Too Small?

My life is a size 8.  I’m a size 20.  Nothing fits.  Nothing.

For a moment, I try to wrap myself in a dream.  There on a great wooden ship with sails billowing in the wind,  I ride a wild ocean.  A tall, handsome, stranger with a white puffy shirt, hair dancing around his head like a lively halo, grasps me firmly about the waist. . . well, he tries to grasp me firmly.    He ends up settling for a spot of muffin top and gives up on the encircling embrace.   I get pushed overboard.  Wild oceans can be icy cold.  Shiver me timbers and my bones.

Let’s face it.  I could never stand those bodice ripper books any way.  Fabio does nothing for me.  I hate puffy shirts.

Back on solid land, I sigh.  Escape is temporary.  Kissing dry land is out of the question.  I try to set sail again only this time, in present day.  Heading for Canada, passport in hand, Gucci suitcases in the trunk of my baby-blue, two-seater, soft-top Mercedes convertible.  I’ve got contacts, Jackie O sunglasses and a Grace Kelly-style scarf wrapped around my head.   I look fabulous!  I drive into Canada, through Vancouver, north to a great lodge in the wilderness.  From the warmth of my room, I search the surrounding forest for the elusive spirit bear.  Traffic woes, the demands of too many e-mails, too many obligations, no time to breathe and just be, fade away as the great spirit bear slowly lumbers into view.  Through my telescope, he seems so close.  I watch the majestic beast in the heart of a vast wilderness and I know that as long as there are spirit bears in the world, I’m going to be ok.  My heart rate slows.  I leave my telescope and crawl under a warm quilt and sleep for centuries.

But only in my dreams.

In my size 8 life, the alarm rings.  I had set the radio for soft rock.  I get a rap that sounds like gorillas beating their chests as they rapidly descend on their prey.
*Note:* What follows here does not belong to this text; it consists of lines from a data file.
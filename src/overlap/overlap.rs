//! Sharing relationships between the local topology and its peers.
//!
//! An [`Overlap`] is a sieve whose arrows run from a local point to a
//! *partition point* standing for a peer rank; the arrow payload is a
//! [`Remote`] naming the peer and the point's alias there. A topology keeps two
//! of them ([`OverlapPair`]): the send overlap lists points whose values this
//! rank pushes to peers, the receive overlap lists points it pulls from peers.

use std::collections::{BTreeMap, BTreeSet};

use crate::topology::point::PointId;
use crate::topology::sieve::{InMemorySieve, Sieve};

/// Metadata that identifies a remote copy of a local point.
#[repr(C)]
#[derive(Clone, Copy, Debug, Eq, PartialEq, Hash, serde::Serialize, serde::Deserialize)]
pub struct Remote {
    pub rank: usize,
    pub remote_point: PointId,
}

/// Vertex of the overlap sieve: either a mesh point or a partition marker.
///
/// Keeping the two in separate variants means partition markers can never
/// collide with mesh point ids.
#[derive(Clone, Copy, Debug, PartialEq, Eq, Hash, PartialOrd, Ord)]
pub enum OvlId {
    Local(PointId),
    Part(usize),
}

/// A sieve that stores sharing relationships with other ranks.
#[derive(Clone, Debug, Default)]
pub struct Overlap {
    sieve: InMemorySieve<OvlId, Remote>,
}

impl Overlap {
    pub fn new() -> Self {
        Self::default()
    }

    /// Add an overlap arrow: `local --(rank, remote)--> partition(rank)`.
    ///
    /// A point has at most one alias per peer; re-adding replaces the alias.
    pub fn add_link(&mut self, local: PointId, remote_rank: usize, remote: PointId) {
        self.sieve.add_arrow(
            OvlId::Local(local),
            OvlId::Part(remote_rank),
            Remote {
                rank: remote_rank,
                remote_point: remote,
            },
        );
    }

    /// Ranks this overlap talks to, ascending.
    pub fn neighbor_ranks(&self) -> BTreeSet<usize> {
        self.sieve
            .points()
            .filter_map(|p| match p {
                OvlId::Part(r) if self.sieve.support(p).next().is_some() => Some(r),
                _ => None,
            })
            .collect()
    }

    /// `(local, remote)` pairs shared with `nbr`, sorted by `(local, remote)`.
    pub fn links_to(&self, nbr: usize) -> Vec<(PointId, PointId)> {
        let mut links: Vec<_> = self
            .sieve
            .support(OvlId::Part(nbr))
            .filter_map(|(local, r)| match local {
                OvlId::Local(p) => Some((p, r.remote_point)),
                OvlId::Part(_) => None,
            })
            .collect();
        links.sort_unstable();
        links
    }

    /// All remote copies of `local`.
    pub fn remotes(&self, local: PointId) -> Vec<Remote> {
        self.sieve
            .cone(OvlId::Local(local))
            .map(|(_, r)| *r)
            .collect()
    }

    /// Whether `local` is shared with any peer.
    pub fn contains(&self, local: PointId) -> bool {
        self.sieve.cone(OvlId::Local(local)).next().is_some()
    }

    /// Local points that appear in the overlap, in insertion order.
    pub fn local_points(&self) -> impl Iterator<Item = PointId> + '_ {
        self.sieve.points().filter_map(|p| match p {
            OvlId::Local(q) if self.sieve.cone(p).next().is_some() => Some(q),
            _ => None,
        })
    }

    /// Number of `(local, peer)` links.
    pub fn num_links(&self) -> usize {
        self.sieve.num_arrows()
    }

    pub fn is_empty(&self) -> bool {
        self.num_links() == 0
    }
}

/// One entry of a sharing table: `local` is also known as `remote` on `rank`.
#[derive(Clone, Copy, Debug, PartialEq, Eq)]
pub struct SharedPoint {
    pub local: PointId,
    pub rank: usize,
    pub remote: PointId,
}

/// Send and receive overlaps of one topology.
#[derive(Clone, Debug, Default)]
pub struct OverlapPair {
    pub send: Overlap,
    pub recv: Overlap,
}

impl OverlapPair {
    /// Build owner-to-ghost overlaps from a sharing table.
    ///
    /// The owner of a shared point is the lowest rank among all sharers. The
    /// owner sends to every other sharer; every non-owner receives from the
    /// owner and from nobody else.
    pub fn from_shared_points<I>(my_rank: usize, shared: I) -> Self
    where
        I: IntoIterator<Item = SharedPoint>,
    {
        let mut by_point: BTreeMap<PointId, Vec<(usize, PointId)>> = BTreeMap::new();
        for s in shared {
            if s.rank != my_rank {
                by_point.entry(s.local).or_default().push((s.rank, s.remote));
            }
        }
        let mut pair = OverlapPair::default();
        for (local, mut peers) in by_point {
            peers.sort_unstable();
            let owner = peers[0].0.min(my_rank);
            if owner == my_rank {
                for (rank, remote) in peers {
                    pair.send.add_link(local, rank, remote);
                }
            } else if let Some(&(rank, remote)) = peers.iter().find(|(r, _)| *r == owner) {
                pair.recv.add_link(local, rank, remote);
            }
        }
        pair
    }

    pub fn is_empty(&self) -> bool {
        self.send.is_empty() && self.recv.is_empty()
    }

    /// Union of send and receive peers, ascending.
    pub fn neighbor_ranks(&self) -> BTreeSet<usize> {
        let mut all = self.send.neighbor_ranks();
        all.extend(self.recv.neighbor_ranks());
        all
    }
}
//! Overlap module: sharing relationships with peer ranks and the rules for
//! fusing values exchanged across them.

pub mod delta;
pub mod overlap;

pub use delta::{AddDelta, CopyDelta, ValueDelta};
pub use overlap::{OvlId, Overlap, OverlapPair, Remote, SharedPoint};
//! Atlas: mapping mesh points to signed fiber dimensions and contiguous slices.
//!
//! An [`Atlas`] records, for every point of one patch, a signed fiber dimension.
//! A negative dimension marks a constrained (boundary) slot of `|dim|` values.
//! Once [`Atlas::lay_out`] runs, every point owns the slice
//! `offset .. offset + |dim|` of the patch's backing array, with offsets
//! assigned as prefix sums in insertion order.

use crate::debug_invariants::DebugInvariants;
use crate::mesh_error::MeshError;
use crate::topology::point::PointId;
use std::collections::HashMap;

/// Slice descriptor of one point.
#[derive(Clone, Copy, Debug, PartialEq, Eq)]
pub struct FiberSpan {
    /// Start of the point's values in the backing array (valid after layout).
    pub offset: usize,
    /// Signed fiber dimension; negative means constrained.
    pub dim: i32,
}

impl FiberSpan {
    /// Number of stored values, `|dim|`.
    #[inline]
    pub fn len(&self) -> usize {
        self.dim.unsigned_abs() as usize
    }

    #[inline]
    pub fn is_empty(&self) -> bool {
        self.dim == 0
    }

    #[inline]
    pub fn is_constrained(&self) -> bool {
        self.dim < 0
    }

    #[inline]
    pub fn range(&self) -> std::ops::Range<usize> {
        self.offset..self.offset + self.len()
    }
}

/// `Atlas` maintains:
/// - a lookup `map` from each `PointId` to its [`FiberSpan`],
/// - an `order` vector preserving insertion order for deterministic layout,
/// - and `total_len`, the sum of `|dim|` over all points.
///
/// # Invariants
///
/// - Each point appears exactly once in `order`, and `map` has exactly those keys.
/// - After layout, offsets are contiguous in insertion order.
#[derive(Clone, Debug, Default)]
pub struct Atlas {
    map: HashMap<PointId, FiberSpan>,
    order: Vec<PointId>,
    total_len: usize,
    laid_out: bool,
}

impl Atlas {
    /// Set the fiber dimension of `p`, inserting it if new. Later calls override.
    ///
    /// Offsets are only meaningful after [`lay_out`](Self::lay_out); calling this
    /// afterwards clears the layout.
    pub fn set_fiber_dimension(&mut self, p: PointId, dim: i32) {
        match self.map.get_mut(&p) {
            Some(span) => {
                self.total_len = self.total_len - span.len() + dim.unsigned_abs() as usize;
                span.dim = dim;
            }
            None => {
                self.map.insert(p, FiberSpan { offset: 0, dim });
                self.order.push(p);
                self.total_len += dim.unsigned_abs() as usize;
            }
        }
        self.laid_out = false;
    }

    /// Assign prefix-sum offsets in insertion order; returns the total length.
    pub fn lay_out(&mut self) -> usize {
        let mut offset = 0usize;
        for p in &self.order {
            if let Some(span) = self.map.get_mut(p) {
                span.offset = offset;
                offset += span.len();
            }
        }
        self.laid_out = true;
        #[cfg(any(debug_assertions, feature = "check-invariants"))]
        self.debug_assert_invariants();
        offset
    }

    #[inline]
    pub fn is_laid_out(&self) -> bool {
        self.laid_out
    }

    #[inline]
    pub fn get(&self, p: PointId) -> Option<FiberSpan> {
        self.map.get(&p).copied()
    }

    #[inline]
    pub fn contains(&self, p: PointId) -> bool {
        self.map.contains_key(&p)
    }

    /// Signed fiber dimension of `p`.
    #[inline]
    pub fn fiber_dimension(&self, p: PointId) -> Option<i32> {
        self.map.get(&p).map(|s| s.dim)
    }

    /// Number of registered points.
    #[inline]
    pub fn len(&self) -> usize {
        self.order.len()
    }

    #[inline]
    pub fn is_empty(&self) -> bool {
        self.order.is_empty()
    }

    /// Sum of `|dim|` over all points.
    #[inline]
    pub fn total_len(&self) -> usize {
        self.total_len
    }

    /// Points in insertion order.
    pub fn points(&self) -> impl Iterator<Item = PointId> + '_ {
        self.order.iter().copied()
    }

    /// `(point, span)` pairs in insertion order.
    pub fn spans(&self) -> impl Iterator<Item = (PointId, FiberSpan)> + '_ {
        self.order.iter().filter_map(|p| self.map.get(p).map(|s| (*p, *s)))
    }
}

impl DebugInvariants for Atlas {
    fn debug_assert_invariants(&self) {
        crate::debug_invariants!(self.validate_invariants(), "Atlas invalid");
    }

    fn validate_invariants(&self) -> Result<(), MeshError> {
        if self.order.len() != self.map.len() {
            return Err(MeshError::AtlasCorrupted(format!(
                "{} ordered points but {} mapped",
                self.order.len(),
                self.map.len()
            )));
        }
        let mut expected = 0usize;
        for p in &self.order {
            let span = self
                .map
                .get(p)
                .ok_or_else(|| MeshError::AtlasCorrupted(format!("point {p} missing from map")))?;
            if self.laid_out && span.offset != expected {
                return Err(MeshError::AtlasCorrupted(format!(
                    "point {p} at offset {} but expected {expected}",
                    span.offset
                )));
            }
            expected += span.len();
        }
        if expected != self.total_len {
            return Err(MeshError::AtlasCorrupted(format!(
                "total_len {} but spans sum to {expected}",
                self.total_len
            )));
        }
        Ok(())
    }
}

#[cfg(test)]
mod tests {
    use super::*;

    fn pid(i: u64) -> PointId {
        PointId::new(i)
    }

    #[test]
    fn offsets_are_prefix_sums_of_absolute_dims() {
        let mut a = Atlas::default();
        a.set_fiber_dimension(pid(3), 2);
        a.set_fiber_dimension(pid(1), -3);
        a.set_fiber_dimension(pid(2), 0);
        a.set_fiber_dimension(pid(4), 1);
        assert_eq!(a.lay_out(), 6);
        assert_eq!(a.get(pid(3)).map(|s| s.range()), Some(0..2));
        assert_eq!(a.get(pid(1)).map(|s| s.range()), Some(2..5));
        assert_eq!(a.get(pid(2)).map(|s| s.range()), Some(5..5));
        assert_eq!(a.get(pid(4)).map(|s| s.range()), Some(5..6));
        assert!(a.get(pid(1)).is_some_and(|s| s.is_constrained()));
        a.validate_invariants().unwrap();
    }

    #[test]
    fn override_keeps_position_and_total() {
        let mut a = Atlas::default();
        a.set_fiber_dimension(pid(1), 2);
        a.set_fiber_dimension(pid(2), 2);
        a.set_fiber_dimension(pid(1), -1);
        assert_eq!(a.total_len(), 3);
        assert_eq!(a.points().collect::<Vec<_>>(), vec![pid(1), pid(2)]);
        a.lay_out();
        assert_eq!(a.get(pid(2)).map(|s| s.offset), Some(1));
        assert_eq!(a.fiber_dimension(pid(1)), Some(-1));
    }
}
//! Degrees-of-freedom layout keyed by topological dimension.
//!
//! A [`Discretization`] answers two questions for every dimension `d`: how many
//! values a point of dimension `d` carries, and which class those values belong
//! to. Field setup uses the first to size sections by depth stratum.

use std::collections::BTreeMap;

/// Per-dimension dof counts and dof classes. Unset dimensions report `0`.
#[derive(Clone, Debug, Default, PartialEq, Eq)]
pub struct Discretization {
    dim_to_dof: BTreeMap<u32, i32>,
    dim_to_class: BTreeMap<u32, i32>,
}

impl Discretization {
    pub fn new() -> Self {
        Self::default()
    }

    /// Values carried by each point of dimension `dim`.
    pub fn num_dof(&self, dim: u32) -> i32 {
        self.dim_to_dof.get(&dim).copied().unwrap_or(0)
    }

    pub fn set_num_dof(&mut self, dim: u32, num_dof: i32) {
        self.dim_to_dof.insert(dim, num_dof);
    }

    /// Class of the dofs on points of dimension `dim`.
    pub fn dof_class(&self, dim: u32) -> i32 {
        self.dim_to_class.get(&dim).copied().unwrap_or(0)
    }

    pub fn set_dof_class(&mut self, dim: u32, dof_class: i32) {
        self.dim_to_class.insert(dim, dof_class);
    }

    /// `(dim, num_dof)` pairs that were set explicitly, ascending by dimension.
    pub fn dofs(&self) -> impl Iterator<Item = (u32, i32)> + '_ {
        self.dim_to_dof.iter().map(|(&d, &n)| (d, n))
    }
}

#[cfg(test)]
mod tests {
    use super::*;

    #[test]
    fn unset_dimensions_default_to_zero() {
        let mut disc = Discretization::new();
        disc.set_num_dof(0, 1);
        disc.set_dof_class(0, 3);
        assert_eq!(disc.num_dof(0), 1);
        assert_eq!(disc.num_dof(2), 0);
        assert_eq!(disc.dof_class(0), 3);
        assert_eq!(disc.dof_class(1), 0);
        assert_eq!(disc.dofs().collect::<Vec<_>>(), vec![(0, 1)]);
    }
}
Before hope dies and the gorillas have their way with me, I wonder,  “Is this Saturday?”

A quick review of the days recently survived, would indicate that I’ve only made it to Wednesday.

“Maybe I am sick today?

Am I sick today?”

“Not sick enough,” reason says.

“I hate you, Reason!  You responsible fool.”

I give myself 5 more minutes to close my eyes and enjoy the feeling of a my body, warm and relaxed.  This feeling is non-existent in my day.  I want to capture it and package it so I can pull it out and put it on any time I want.  I forget I’m a size 20 in a size 8 life.  It just doesn’t fit.

All day, the complaint department is open.  I don’t know if I’m manning the desk or if I’m seeking services.  Every one wants something.

There isn’t enough me, enough time, enough money to go around.  What’s happening?  How did I get here?

Did you check your e-mail?  Did you watch that cute video?  Did you wear your Valentine socks?  Didn’t they have ham lunchmeat on sale?  Where are all the healthy chips for my lunch?  Did you give him permission to do that?  Why is she getting an F?  Did you read the e-mail I sent about the meeting? Why not?  You’re going to have to find time to check it. Doesn’t he have any homework?  Who has dishes tonight?  What did you plan for dinner?  Why don’t you know?  If you don’t know, who does?

This is how a size 20 gets stuck with a size 8 life.

My crazy life has ended up with pirates and gorillas bouncing around in my head but precious little fun.  I put off writing for weeks, months because the demands on my time, on my sanity are constant and over whelming.  I’m not having fun.  I’m not sure I can even spell the word any more.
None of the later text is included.